Such models are great, and the MOE architecture makes it good if you don’t have enough VRAM to pack it onto your GPU entirely.
But there are still some tweaks possible. So, I played with the configuration a bit.
Not everything is possible with llama-bench. Especially settings like:
—no-mmap -> will keep all CPU experts in RAM instead of loading it from the hard drive if necessary. This may give you a small performance boost but will eat your RAM
—mlock -> ensures that the kernel is not allowed to move the things into swap. In my opinion, if you will use —no-mmap then you should have enough RAM; otherwise, let llama.cpp do the memory stuff.
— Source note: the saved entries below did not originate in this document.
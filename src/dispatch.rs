//! Dispatch loop (C8): orchestrates C2-C7 per delivery, owns the
//! ACK/NACK/requeue decision.
//!
//! Re-expresses the spec's state machine (§4.8) as an explicit loop per
//! delivery rather than the recursive re-entry the original Python
//! (`gemini.py`'s rate-limit handling) sometimes used — see `SPEC_FULL.md`'s
//! resolution of the open question in §9. The loop terminates whenever
//! [`crate::credentials::CredentialPool::acquire`] returns `None`, which is
//! guaranteed because `mark_rate_limited` strictly shrinks the eligible set.

use crate::credentials::CredentialPool;
use crate::envelope::{RequestEnvelope, ResponseEnvelope};
use crate::error::WorkerError;
use crate::queue::{DelayQueue, Delivery, Publisher};
use crate::retry_schedule::RetrySchedule;
use crate::upstream::UpstreamGenerator;
use std::sync::Arc;
use std::time::Instant;
use tracing::{error, info, warn};

/// Wires the credential pool (C2), upstream caller (C3), publisher (C6),
/// and delay queue (C7) into the per-delivery state machine.
pub struct DispatchLoop {
    credentials: Arc<CredentialPool>,
    upstream: Arc<dyn UpstreamGenerator>,
    publisher: Arc<dyn Publisher>,
    delay_queue: Arc<dyn DelayQueue>,
    retry_schedule: RetrySchedule,
}

impl DispatchLoop {
    pub fn new(
        credentials: Arc<CredentialPool>,
        upstream: Arc<dyn UpstreamGenerator>,
        publisher: Arc<dyn Publisher>,
        delay_queue: Arc<dyn DelayQueue>,
        retry_schedule: RetrySchedule,
    ) -> Self {
        Self {
            credentials,
            upstream,
            publisher,
            delay_queue,
            retry_schedule,
        }
    }

    /// Handle one decoded delivery to completion: exactly one of publish+ack,
    /// delay-requeue+ack, or reject-without-requeue happens per invocation
    /// (P6, P7). Errors along the way are logged; the only unrecoverable
    /// outcome is a publish failure, which per §4.5 must leave the delivery
    /// unacked rather than silently drop the response.
    pub async fn handle(&self, request: RequestEnvelope, delivery: Box<dyn Delivery>) {
        let start = Instant::now();

        loop {
            let key = match self.credentials.acquire().await {
                Some(key) => key,
                None => {
                    self.handle_exhausted(&request, delivery.as_ref(), start).await;
                    return;
                }
            };

            let outcome = self
                .upstream
                .generate(
                    &key,
                    &request.prompt,
                    &request.model,
                    &request.parameters,
                    &request.request_id,
                    request.system_instruction.as_deref(),
                )
                .await;

            match outcome {
                Ok(result) => {
                    if result.truncated {
                        warn!(
                            request_id = %request.request_id,
                            "upstream response truncated"
                        );
                    }
                    let response = ResponseEnvelope::success(
                        request.request_id,
                        result.content,
                        result.usage,
                        elapsed_ms(start),
                        request.model.clone(),
                        request.metadata.clone(),
                    );
                    self.publish_and_ack(&response, &request.callback_queue, delivery.as_ref())
                        .await;
                    return;
                }
                Err(WorkerError::RateLimited { .. }) => {
                    self.credentials.mark_rate_limited(&key).await;
                    continue;
                }
                Err(other) => {
                    warn!(
                        request_id = %request.request_id,
                        error = %other,
                        "terminal upstream error"
                    );
                    let response = ResponseEnvelope::error(
                        request.request_id,
                        other.to_response_message(),
                        elapsed_ms(start),
                        request.metadata.clone(),
                    );
                    self.publish_and_ack(&response, &request.callback_queue, delivery.as_ref())
                        .await;
                    return;
                }
            }
        }
    }

    /// Step 4 of §4.8: the credential pool is exhausted for this attempt.
    /// Either the retry budget is spent (terminal error response) or the
    /// message is requeued with an escalating delay.
    async fn handle_exhausted(
        &self,
        request: &RequestEnvelope,
        delivery: &dyn Delivery,
        start: Instant,
    ) {
        if self.retry_schedule.is_exhausted(request.retry_count) {
            let message = format!(
                "Rate limit exceeded after {} retries",
                self.retry_schedule.max_retries()
            );
            let response = ResponseEnvelope::error(
                request.request_id,
                message,
                elapsed_ms(start),
                request.metadata.clone(),
            );
            self.publish_and_ack(&response, &request.callback_queue, delivery)
                .await;
            return;
        }

        let delay = self.retry_schedule.delay_for(request.retry_count);
        match self
            .delay_queue
            .requeue_with_delay(request, delay.as_secs())
            .await
        {
            Ok(()) => {
                if let Err(err) = delivery.ack().await {
                    error!(request_id = %request.request_id, error = %err, "failed to ack after requeue");
                }
            }
            Err(err) => {
                warn!(
                    request_id = %request.request_id,
                    error = %err,
                    "failed to requeue with delay, rejecting without requeue"
                );
                if let Err(reject_err) = delivery.reject_without_requeue().await {
                    error!(request_id = %request.request_id, error = %reject_err, "failed to reject after requeue failure");
                }
            }
        }
    }

    /// §4.5: publish must succeed before the originating delivery is acked.
    /// A publish failure leaves the delivery unacked; the broker redelivers
    /// it after reconnect (at-least-once, §5).
    async fn publish_and_ack(
        &self,
        response: &ResponseEnvelope,
        queue: &str,
        delivery: &dyn Delivery,
    ) {
        match self.publisher.publish(response, queue).await {
            Ok(()) => {
                if let Err(err) = delivery.ack().await {
                    error!(request_id = %response.request_id, error = %err, "failed to ack after publish");
                }
            }
            Err(err) => {
                error!(
                    request_id = %response.request_id,
                    error = %err,
                    "publish failed, leaving delivery unacked for redelivery"
                );
            }
        }
        info!(request_id = %response.request_id, status = ?response.status, "delivery handled");
    }
}

fn elapsed_ms(start: Instant) -> f64 {
    start.elapsed().as_secs_f64() * 1000.0
}
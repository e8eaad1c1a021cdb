//! Cross-attempt escalating retry schedule for credential exhaustion (C1,
//! cross-attempt half).
//!
//! When [`crate::credentials::CredentialPool::acquire`] reports no eligible
//! credential, the dispatch loop (C8) does not retry in-process — it
//! republishes the message to a delay queue (C7) and lets the broker
//! redeliver it later. [`RetrySchedule`] decides how much later, and when
//! to give up entirely.

use std::time::Duration;

/// A fixed, ordered list of delays consulted by `retry_count`, clamped to
/// the last entry for any retry beyond the list's length.
#[derive(Debug, Clone, PartialEq, Eq)]
pub struct RetrySchedule {
    delays_secs: Vec<u64>,
    max_retries: u32,
}

impl Default for RetrySchedule {
    /// Spec defaults: `[60, 600, 3600, 86400]` seconds, `max_retries = 4`.
    fn default() -> Self {
        Self {
            delays_secs: vec![60, 600, 3600, 86400],
            max_retries: 4,
        }
    }
}

impl RetrySchedule {
    /// Build a schedule from an explicit delay list and retry cap.
    ///
    /// # Panics
    /// Panics if `delays` is empty — a schedule with no delays cannot
    /// answer `delay_for`, and construction-time is the only sane place to
    /// catch that (mirrors the credential pool's empty-key-list panic).
    pub fn new(delays_secs: Vec<u64>, max_retries: u32) -> Self {
        assert!(
            !delays_secs.is_empty(),
            "retry schedule requires at least one delay"
        );
        Self {
            delays_secs,
            max_retries,
        }
    }

    /// Delay to use for the nth cross-attempt retry (`retry_count` is
    /// 0-indexed, copied straight from the request envelope).
    pub fn delay_for(&self, retry_count: u32) -> Duration {
        let idx = (retry_count as usize).min(self.delays_secs.len() - 1);
        Duration::from_secs(self.delays_secs[idx])
    }

    /// Whether `retry_count` has already reached the configured cap —
    /// i.e. the next requeue should instead become a terminal error
    /// response (§4.8 step "Exhausted").
    pub fn is_exhausted(&self, retry_count: u32) -> bool {
        retry_count >= self.max_retries
    }

    pub fn max_retries(&self) -> u32 {
        self.max_retries
    }
}

#[cfg(test)]
mod tests {
    use super::*;

    #[test]
    fn delay_follows_schedule() {
        let s = RetrySchedule::default();
        assert_eq!(s.delay_for(0), Duration::from_secs(60));
        assert_eq!(s.delay_for(1), Duration::from_secs(600));
        assert_eq!(s.delay_for(2), Duration::from_secs(3600));
        assert_eq!(s.delay_for(3), Duration::from_secs(86400));
    }

    #[test]
    fn delay_clamps_to_last_entry() {
        let s = RetrySchedule::default();
        assert_eq!(s.delay_for(10), Duration::from_secs(86400));
    }

    #[test]
    fn exhaustion_respects_max_retries() {
        let s = RetrySchedule::new(vec![60], 2);
        assert!(!s.is_exhausted(0));
        assert!(!s.is_exhausted(1));
        assert!(s.is_exhausted(2));
        assert!(s.is_exhausted(3));
    }

    #[test]
    #[should_panic(expected = "at least one delay")]
    fn empty_delay_list_panics() {
        RetrySchedule::new(vec![], 4);
    }
}
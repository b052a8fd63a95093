use serde::Serialize;
use serde_json::{json, Value};

/// A Slack modal definition as accepted by `views.open` and `views.update`.
#[derive(Serialize, Clone, Debug, PartialEq)]
pub struct ModalView {
    #[serde(rename = "type")]
    pub kind: String,
    pub title: Value,
    pub submit: Value,
    pub close: Value,
    pub callback_id: String,
    pub blocks: Vec<Value>,
}

#[derive(Serialize, Clone, Debug, PartialEq)]
pub struct Attachment {
    pub blocks: Vec<Value>,
    pub color: String,
}

/// Blocks and attachments of a `chat.postMessage` or command response.
#[derive(Serialize, Clone, Debug, PartialEq)]
pub struct MessageView {
    pub blocks: Vec<Value>,
    #[serde(skip_serializing_if = "Vec::is_empty")]
    pub attachments: Vec<Attachment>,
}

impl MessageView {
    pub fn blocks(blocks: Vec<Value>) -> Self {
        Self {
            blocks,
            attachments: vec![],
        }
    }
}

/// Slash command reply visible only to the caller.
#[derive(Serialize, Debug)]
pub struct EphemeralResponse {
    response_type: &'static str,
    #[serde(flatten)]
    message: MessageView,
}

impl EphemeralResponse {
    pub fn new(message: MessageView) -> Self {
        Self {
            response_type: "ephemeral",
            message,
        }
    }
}

pub fn plain_text(text: &str) -> Value {
    json!({
        "type": "plain_text",
        "text": text,
        "emoji": true,
    })
}

pub fn mrkdwn(text: &str) -> Value {
    json!({
        "type": "mrkdwn",
        "text": text,
    })
}

pub fn context(text: &str) -> Value {
    json!({
        "type": "context",
        "elements": [mrkdwn(text)],
    })
}

pub fn section(text: &str) -> Value {
    json!({
        "type": "section",
        "text": mrkdwn(text),
    })
}

pub fn divider() -> Value {
    json!({ "type": "divider" })
}

pub fn block_id(block: &Value) -> Option<&str> {
    block.get("block_id").and_then(Value::as_str)
}

pub fn block_type(block: &Value) -> Option<&str> {
    block.get("type").and_then(Value::as_str)
}

#[cfg(test)]
mod tests {
    use super::*;

    #[test]
    fn it_should_omit_empty_attachments() {
        let message = MessageView::blocks(vec![divider()]);

        assert_eq!(
            serde_json::to_value(message).unwrap(),
            json!({ "blocks": [{ "type": "divider" }] })
        );
    }

    #[test]
    fn it_should_flatten_the_message_into_an_ephemeral_response() {
        let response = EphemeralResponse::new(MessageView::blocks(vec![section("hi")]));

        assert_eq!(
            serde_json::to_value(response).unwrap(),
            json!({
                "response_type": "ephemeral",
                "blocks": [{ "type": "section", "text": { "type": "mrkdwn", "text": "hi" } }],
            })
        );
    }
}
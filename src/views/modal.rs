use serde_json::{json, Value};

use crate::domain::entities::Tag;

use super::entities::{block_id, plain_text, ModalView};
use super::locale::Locale;

pub const CALLBACK_ID: &str = "call_modal";

pub const USER_OPTION_ACTION_ID: &str = "user_option";
pub const USER_ACTION_ID: &str = "selected_users";
pub const TAG_ACTION_ID: &str = "selected_options";
pub const LINK_ACTION_ID: &str = "link";
pub const CONTENT_ACTION_ID: &str = "contents";

/// Radio values of the sharing scope.
pub const SELECTED_USERS_OPTION: &str = "selected_users";
pub const SELECTED_ALL_OPTION: &str = "selected_all";

// Each input block is identified by the action id of its element.
const USER_OPTION_BLOCK_ID: &str = USER_OPTION_ACTION_ID;
const USER_BLOCK_ID: &str = USER_ACTION_ID;

pub fn build_initial_modal(locale: Locale, tags: &[Tag]) -> ModalView {
    let messages = locale.messages();
    let tag_options: Vec<Value> = tags
        .iter()
        .map(|tag| {
            json!({
                "text": plain_text(&tag.name),
                "value": tag.id,
            })
        })
        .collect();
    let individually = json!({
        "text": plain_text(messages.share_individually),
        "value": SELECTED_USERS_OPTION,
    });

    let blocks = vec![
        json!({
            "type": "input",
            "block_id": USER_OPTION_BLOCK_ID,
            "element": {
                "type": "radio_buttons",
                "options": [
                    individually,
                    {
                        "text": plain_text(messages.share_all_members),
                        "value": SELECTED_ALL_OPTION,
                    },
                ],
                "action_id": USER_OPTION_ACTION_ID,
                "initial_option": individually,
            },
            "label": plain_text(messages.blank_label),
            "dispatch_action": true,
        }),
        user_select(locale),
        json!({
            "type": "input",
            "block_id": TAG_ACTION_ID,
            "element": {
                "type": "multi_static_select",
                "placeholder": plain_text(messages.tags_placeholder),
                "options": tag_options,
                "action_id": TAG_ACTION_ID,
            },
            "label": plain_text(messages.blank_label),
        }),
        json!({
            "type": "input",
            "block_id": LINK_ACTION_ID,
            "element": {
                "type": "plain_text_input",
                "action_id": LINK_ACTION_ID,
                "placeholder": plain_text(messages.link_placeholder),
            },
            "label": plain_text(messages.blank_label),
        }),
        json!({ "type": "divider" }),
        json!({
            "type": "input",
            "block_id": CONTENT_ACTION_ID,
            "element": {
                "type": "plain_text_input",
                "multiline": true,
                "action_id": CONTENT_ACTION_ID,
                "placeholder": plain_text(messages.content_placeholder),
            },
            "label": plain_text(messages.content_label),
        }),
    ];

    modal(locale, blocks)
}

/// Rebuilds a rendered modal after the sharing scope changed.
///
/// The user selector lives in the slot right after the scope radio. Sharing
/// with all members empties the slot; sharing individually puts a fresh
/// selector there. Insertion does not check whether the slot already holds a
/// selector. Sharing with all members leaves the blocks unchanged when the
/// slot holds no selector.
pub fn build_updated_modal(
    locale: Locale,
    mut blocks: Vec<Value>,
    is_to_all_users: bool,
) -> ModalView {
    let slot = match blocks
        .iter()
        .position(|block| block_id(block) == Some(USER_OPTION_BLOCK_ID))
    {
        Some(anchor) => anchor + 1,
        None => {
            log::warn!("modal has no sharing scope block, keeping its blocks");
            return modal(locale, blocks);
        }
    };

    if is_to_all_users {
        let holds_selector = blocks.get(slot).and_then(block_id) == Some(USER_BLOCK_ID);
        if holds_selector {
            blocks.remove(slot);
        } else {
            log::debug!("no user selector to remove at slot {}", slot);
        }
    } else {
        blocks.insert(slot, user_select(locale));
    }

    modal(locale, blocks)
}

fn user_select(locale: Locale) -> Value {
    let messages = locale.messages();
    json!({
        "type": "input",
        "block_id": USER_BLOCK_ID,
        "element": {
            "type": "multi_users_select",
            "placeholder": plain_text(messages.users_placeholder),
            "action_id": USER_ACTION_ID,
        },
        "label": plain_text(messages.blank_label),
    })
}

fn modal(locale: Locale, blocks: Vec<Value>) -> ModalView {
    let messages = locale.messages();
    ModalView {
        kind: "modal".to_string(),
        title: plain_text(messages.modal_title),
        submit: plain_text(messages.modal_submit),
        close: json!({
            "type": "plain_text",
            "text": messages.modal_close,
        }),
        callback_id: CALLBACK_ID.to_string(),
        blocks,
    }
}
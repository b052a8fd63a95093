use std::sync::Arc;

use chrono::Utc;
use itertools::Itertools;
use uuid::Uuid;

use crate::domain::entities::{Link, User};
use crate::repository::errors::FindAllError;
use crate::repository::link::Repository;

#[derive(Debug, Clone, PartialEq)]
pub enum Recipients {
    Selected(Vec<String>),
    AllMembers,
}

#[derive(Debug, Clone)]
pub struct Request {
    pub team_id: String,
    pub sharing_user_id: String,
    pub recipients: Recipients,
    pub tag_ids: Vec<String>,
    pub url: String,
    pub content: String,
}

#[derive(Debug, PartialEq)]
pub struct Response {
    pub link: Link,
    pub recipients: Vec<User>,
    pub to_all_members: bool,
}

#[derive(Debug, PartialEq)]
pub enum Error {
    BadRequest,
    Unknown,
}

impl From<FindAllError> for Error {
    fn from(value: FindAllError) -> Self {
        match value {
            FindAllError::Unknown => Error::Unknown,
        }
    }
}

/// Resolves the recipients and tags of a submission into a link. The link is
/// not stored; see `save_link` once it has been delivered.
pub async fn execute(repo: Arc<dyn Repository>, req: Request) -> Result<Response, Error> {
    let url = req.url.trim().to_string();
    if url.is_empty() {
        log::debug!("share_link: rejected link without url");
        return Err(Error::BadRequest);
    }

    let sharing_user = User::new(req.sharing_user_id.clone(), req.team_id.clone());
    let to_all_members = req.recipients == Recipients::AllMembers;
    let recipients: Vec<User> = match req.recipients {
        Recipients::Selected(ids) => ids
            .into_iter()
            .unique()
            .map(|id| User::new(id, req.team_id.clone()))
            .collect(),
        Recipients::AllMembers => repo
            .find_users(req.team_id.clone())
            .await?
            .into_iter()
            .filter(|user| *user != sharing_user)
            .collect(),
    };
    if recipients.is_empty() {
        log::debug!("share_link: no recipients for team {}", req.team_id);
        return Err(Error::BadRequest);
    }

    let tags = if req.tag_ids.is_empty() {
        vec![]
    } else {
        repo.find_tags(req.tag_ids).await?
    };

    let link = Link {
        id: Uuid::new_v4(),
        url,
        content: req.content,
        created_at: Utc::now(),
        sharing_user,
        shared_users: recipients.clone(),
        tags,
    };

    log::trace!(
        "share_link: prepared link {} for {} recipients",
        link.id,
        recipients.len()
    );

    Ok(Response {
        link,
        recipients,
        to_all_members,
    })
}

#[cfg(test)]
mod tests {
    use super::*;
    use crate::domain::mocks;
    use crate::repository::link::InMemoryRepository;

    fn request(recipients: Recipients) -> Request {
        Request {
            team_id: mocks::TEAM_ID.to_string(),
            sharing_user_id: mocks::SHARING_USER_ID.to_string(),
            recipients,
            tag_ids: vec!["tag-1".to_string(), "tag-3".to_string()],
            url: " https://example.com/post ".to_string(),
            content: "같이 읽어요".to_string(),
        }
    }

    #[tokio::test]
    async fn it_should_prepare_the_link_for_the_selected_users() {
        let repo = Arc::new(InMemoryRepository::with_tags(mocks::mock_tags()));

        let result = execute(
            repo.clone(),
            request(Recipients::Selected(vec![
                "U0002".to_string(),
                "U0003".to_string(),
                "U0002".to_string(),
            ])),
        )
        .await
        .unwrap();

        assert!(!result.to_all_members);
        assert_eq!(result.recipients, mocks::mock_shared_users());
        assert_eq!(result.link.url, "https://example.com/post");
        assert_eq!(
            result.link.tags.iter().map(|tag| tag.id.as_str()).collect::<Vec<_>>(),
            vec!["tag-1", "tag-3"]
        );

        assert_eq!(result.link.shared_users, mocks::mock_shared_users());

        let stored = repo
            .find_links_by_sharing_user(mocks::mock_sharing_user())
            .await
            .unwrap();
        assert!(stored.is_empty());
    }

    #[tokio::test]
    async fn it_should_share_with_every_member_except_the_sharer() {
        let repo = Arc::new(InMemoryRepository::new());
        let mut members = mocks::mock_shared_users();
        members.push(mocks::mock_sharing_user());
        members.push(User::new("U0100", "another-team"));
        repo.upsert_users(members).await.unwrap();

        let result = execute(repo, request(Recipients::AllMembers))
            .await
            .unwrap();

        assert!(result.to_all_members);
        assert_eq!(result.recipients, mocks::mock_shared_users());
        assert_eq!(result.link.shared_users, mocks::mock_shared_users());
    }

    #[tokio::test]
    async fn it_should_return_bad_request_without_url() {
        let repo = Arc::new(InMemoryRepository::new());
        let mut req = request(Recipients::Selected(vec!["U0002".to_string()]));
        req.url = "   ".to_string();

        assert_eq!(execute(repo, req).await, Err(Error::BadRequest));
    }

    #[tokio::test]
    async fn it_should_return_bad_request_without_recipients() {
        let repo = Arc::new(InMemoryRepository::new());

        assert_eq!(
            execute(repo, request(Recipients::AllMembers)).await,
            Err(Error::BadRequest)
        );
    }
}
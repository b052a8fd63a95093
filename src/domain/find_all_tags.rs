use std::sync::Arc;

use crate::domain::entities::Tag;
use crate::repository::{errors::FindAllError, link::Repository};

#[derive(Debug, PartialEq)]
pub enum Error {
    Unknown,
}

impl From<FindAllError> for Error {
    fn from(value: FindAllError) -> Self {
        match value {
            FindAllError::Unknown => Error::Unknown,
        }
    }
}

#[derive(Debug, PartialEq)]
pub struct Response {
    pub tags: Vec<Tag>,
}

pub async fn execute(repo: Arc<dyn Repository>) -> Result<Response, Error> {
    Ok(Response {
        tags: repo.find_all_tags().await?,
    })
}
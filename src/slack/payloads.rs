use std::collections::HashMap;

use serde::{Deserialize, Serialize};
use serde_json::Value;

use crate::domain::share_link;
use crate::views::modal::SELECTED_ALL_OPTION;

/// Form-encoded interaction body as Slack posts it.
#[derive(Serialize, Deserialize)]
pub struct InteractionBody {
    pub payload: String,
}

/// Slack interaction
#[derive(Deserialize, Debug, Clone)]
pub struct InteractionPayload {
    #[serde(rename = "type")]
    pub kind: String,
    pub trigger_id: Option<String>,
    pub team: Option<Team>,
    pub user: Option<PayloadUser>,
    pub view: Option<PayloadView>,
    #[serde(default)]
    pub actions: Vec<Action>,
}

impl InteractionPayload {
    pub fn team_id(&self) -> Option<&str> {
        self.team
            .as_ref()
            .map(|team| team.id.as_str())
            .or_else(|| self.user.as_ref()?.team_id.as_deref())
    }

    pub fn user_id(&self) -> Option<&str> {
        self.user.as_ref().map(|user| user.id.as_str())
    }

    pub fn action(&self, action_id: &str) -> Option<&Action> {
        self.actions
            .iter()
            .find(|action| action.action_id.as_deref() == Some(action_id))
    }
}

#[derive(Deserialize, Debug, Clone)]
pub struct Team {
    pub id: String,
}

#[derive(Deserialize, Debug, Clone)]
pub struct PayloadUser {
    pub id: String,
    pub team_id: Option<String>,
}

#[derive(Deserialize, Debug, Clone)]
pub struct PayloadView {
    pub id: Option<String>,
    pub hash: Option<String>,
    #[serde(default)]
    pub blocks: Vec<Value>,
    pub state: Option<FormState>,
}

#[derive(Deserialize, Debug, Clone)]
pub struct Action {
    pub action_id: Option<String>,
    pub block_id: Option<String>,
    pub selected_option: Option<SelectedOption>,
}

#[derive(Deserialize, Debug, Clone)]
pub struct FormState {
    values: FormStateValues,
}

/// Submitted values keyed by block id.
type FormStateValues = HashMap<String, FormStateValue>;

/// The modal inputs keyed by action id, whatever block they were found in.
#[derive(Deserialize, Debug, Clone, Default)]
pub struct FormStateValue {
    user_option: Option<RadioButton>,
    selected_users: Option<MultiUsersSelect>,
    selected_options: Option<MultiStaticSelect>,
    link: Option<InputText>,
    contents: Option<InputText>,
}

impl FormStateValue {
    fn merge(self, v: FormStateValue) -> FormStateValue {
        Self {
            user_option: merge_option(self.user_option, v.user_option),
            selected_users: merge_option(self.selected_users, v.selected_users),
            selected_options: merge_option(self.selected_options, v.selected_options),
            link: merge_option(self.link, v.link),
            contents: merge_option(self.contents, v.contents),
        }
    }

    pub fn is_to_all_members(&self) -> bool {
        self.user_option
            .as_ref()
            .and_then(|radio| radio.selected_option.as_ref())
            .and_then(|option| option.value.as_deref())
            == Some(SELECTED_ALL_OPTION)
    }
}

impl From<FormState> for FormStateValue {
    fn from(form: FormState) -> Self {
        form.values
            .into_iter()
            .fold(FormStateValue::default(), |acc, (_, v)| acc.merge(v))
    }
}

fn merge_option<T>(acc: Option<T>, cur: Option<T>) -> Option<T> {
    match acc {
        Some(..) => acc,
        None => cur,
    }
}

#[derive(Deserialize, Debug, Clone)]
pub struct InputText {
    value: Option<String>,
}

#[derive(Deserialize, Debug, Clone)]
pub struct RadioButton {
    selected_option: Option<SelectedOption>,
}

#[derive(Deserialize, Debug, Clone)]
pub struct SelectedOption {
    pub value: Option<String>,
}

#[derive(Deserialize, Debug, Clone)]
pub struct MultiUsersSelect {
    #[serde(default)]
    selected_users: Vec<String>,
}

#[derive(Deserialize, Debug, Clone)]
pub struct MultiStaticSelect {
    #[serde(default)]
    selected_options: Vec<SelectedOption>,
}

/// A submitted share modal together with who submitted it.
pub struct ShareSubmission {
    pub team_id: String,
    pub user_id: String,
    pub form: FormStateValue,
}

impl TryFrom<&InteractionPayload> for ShareSubmission {
    type Error = String;

    fn try_from(payload: &InteractionPayload) -> Result<Self, Self::Error> {
        let state = payload
            .view
            .as_ref()
            .ok_or("no view")?
            .state
            .clone()
            .ok_or("no view state")?;
        Ok(Self {
            team_id: payload.team_id().ok_or("no team id")?.to_string(),
            user_id: payload.user_id().ok_or("no user id")?.to_string(),
            form: state.into(),
        })
    }
}

impl TryFrom<ShareSubmission> for share_link::Request {
    type Error = String;

    fn try_from(data: ShareSubmission) -> Result<Self, Self::Error> {
        let recipients = if data.form.is_to_all_members() {
            share_link::Recipients::AllMembers
        } else {
            share_link::Recipients::Selected(
                data.form
                    .selected_users
                    .map(|select| select.selected_users)
                    .unwrap_or_default(),
            )
        };
        Ok(share_link::Request {
            team_id: data.team_id,
            sharing_user_id: data.user_id,
            recipients,
            tag_ids: data
                .form
                .selected_options
                .map(|select| select.selected_options)
                .unwrap_or_default()
                .into_iter()
                .filter_map(|option| option.value)
                .collect(),
            url: data
                .form
                .link
                .ok_or("no link input")?
                .value
                .ok_or("no link value")?,
            content: data
                .form
                .contents
                .and_then(|input| input.value)
                .unwrap_or_default(),
        })
    }
}

/// Reads an interaction from either a form body (`payload=<json>`) or a JSON
/// body (`{"payload": ...}`).
pub fn parse_interaction(content_type: &str, body: &str) -> Result<InteractionPayload, String> {
    if content_type.starts_with("application/json") {
        let mut wrapper: Value = serde_json::from_str(body).map_err(|err| err.to_string())?;
        return match wrapper.get_mut("payload").map(Value::take) {
            Some(Value::String(payload)) => {
                serde_json::from_str(&payload).map_err(|err| err.to_string())
            }
            Some(payload) => serde_json::from_value(payload).map_err(|err| err.to_string()),
            None => Err(String::from("no payload")),
        };
    }

    let form: InteractionBody = serde_urlencoded::from_str(body).map_err(|err| err.to_string())?;
    serde_json::from_str(&form.payload).map_err(|err| err.to_string())
}
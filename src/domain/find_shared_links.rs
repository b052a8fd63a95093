use std::sync::Arc;

use crate::domain::entities::{Link, User};
use crate::repository::errors::FindAllError;
use crate::repository::link::Repository;

pub struct Request {
    pub team_id: String,
    pub user_id: String,
}

#[derive(Debug, PartialEq)]
pub struct Response {
    pub links: Vec<Link>,
}

#[derive(Debug, PartialEq)]
pub enum Error {
    Unknown,
}

impl From<FindAllError> for Error {
    fn from(value: FindAllError) -> Self {
        match value {
            FindAllError::Unknown => Error::Unknown,
        }
    }
}

pub async fn execute(repo: Arc<dyn Repository>, req: Request) -> Result<Response, Error> {
    Ok(Response {
        links: repo
            .find_links_by_shared_user(User::new(req.user_id, req.team_id))
            .await?,
    })
}

#[cfg(test)]
mod tests {
    use super::*;
    use crate::domain::mocks;
    use crate::repository::link::InMemoryRepository;

    #[tokio::test]
    async fn it_should_return_links_shared_with_the_user() {
        let repo = Arc::new(InMemoryRepository::new());
        repo.insert_link(mocks::mock_link()).await.unwrap();

        let result = execute(
            repo.clone(),
            Request {
                team_id: mocks::TEAM_ID.to_string(),
                user_id: "U0003".to_string(),
            },
        )
        .await;
        assert_eq!(
            result,
            Ok(Response {
                links: vec![mocks::mock_link()]
            })
        );

        let result = execute(
            repo,
            Request {
                team_id: "another-team".to_string(),
                user_id: "U0003".to_string(),
            },
        )
        .await;
        assert_eq!(result, Ok(Response { links: vec![] }));
    }
}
—no-mmproj-offload -> move mmproj file, used for image reading, to RAM instead of VRAM. I do this constantly because I rarely use pictures and need the memory for the context.
My final setup:
llama-server -m ~/models/cache/bartowski_Qwen_Qwen3.5-35B-A3B-GGUF_Qwen_Qwen3.5-35B-A3B-Q5_K_S.gguf —device CUDA0 —jinja —no-mmproj-offload —reasoning off —parallel 2 —n-cpu-moe 28 -sm layer -ngl 99 -fa 1 -ub 512 -b 512 -ctk q8_0 -ctv q8_0 —no-mmap —mmproj ~/models/cache/bartowski_Qwen_Qwen3.5-35B-A3B-GGUF_mmproj-Qwen_Qwen3.5-35B-A3B-f16.gguf —host 0.0.0.0 —port 8002
It gives me a shared context of roughly 65k over 2 connections. The speed cuts usually in half when both are used, but this is still faster than having only one. My hermes-agent is now running a bit faster and more reliably. I get up to 28 tks tg per second. This surprised me, as with other model providers, I rarely came over 22, and now I am working with Q5 quantization, which works much better than Q4.
The speed decreases with bigger context, which is expectable, but still works well.
During implementation of a website. About 45632 token in context:
prompt eval time = 81623.01 ms / 6535 tokens ( 12.49 ms per token, 80.06 tokens per second)
eval time = 9194.38 ms / 99 tokens ( 92.87 ms per token, 10.77 tokens per second)
total time = 90817.39 ms / 6634 tokens
Single access via web with 16 tokens in context:
prompt eval time = 410.25 ms / 16 tokens ( 25.64 ms per token, 39.00 tokens per second)
eval time = 2506.55 ms / 64 tokens ( 39.16 ms per token, 25.53 tokens per second)
total time = 2916.80 ms / 80 tokens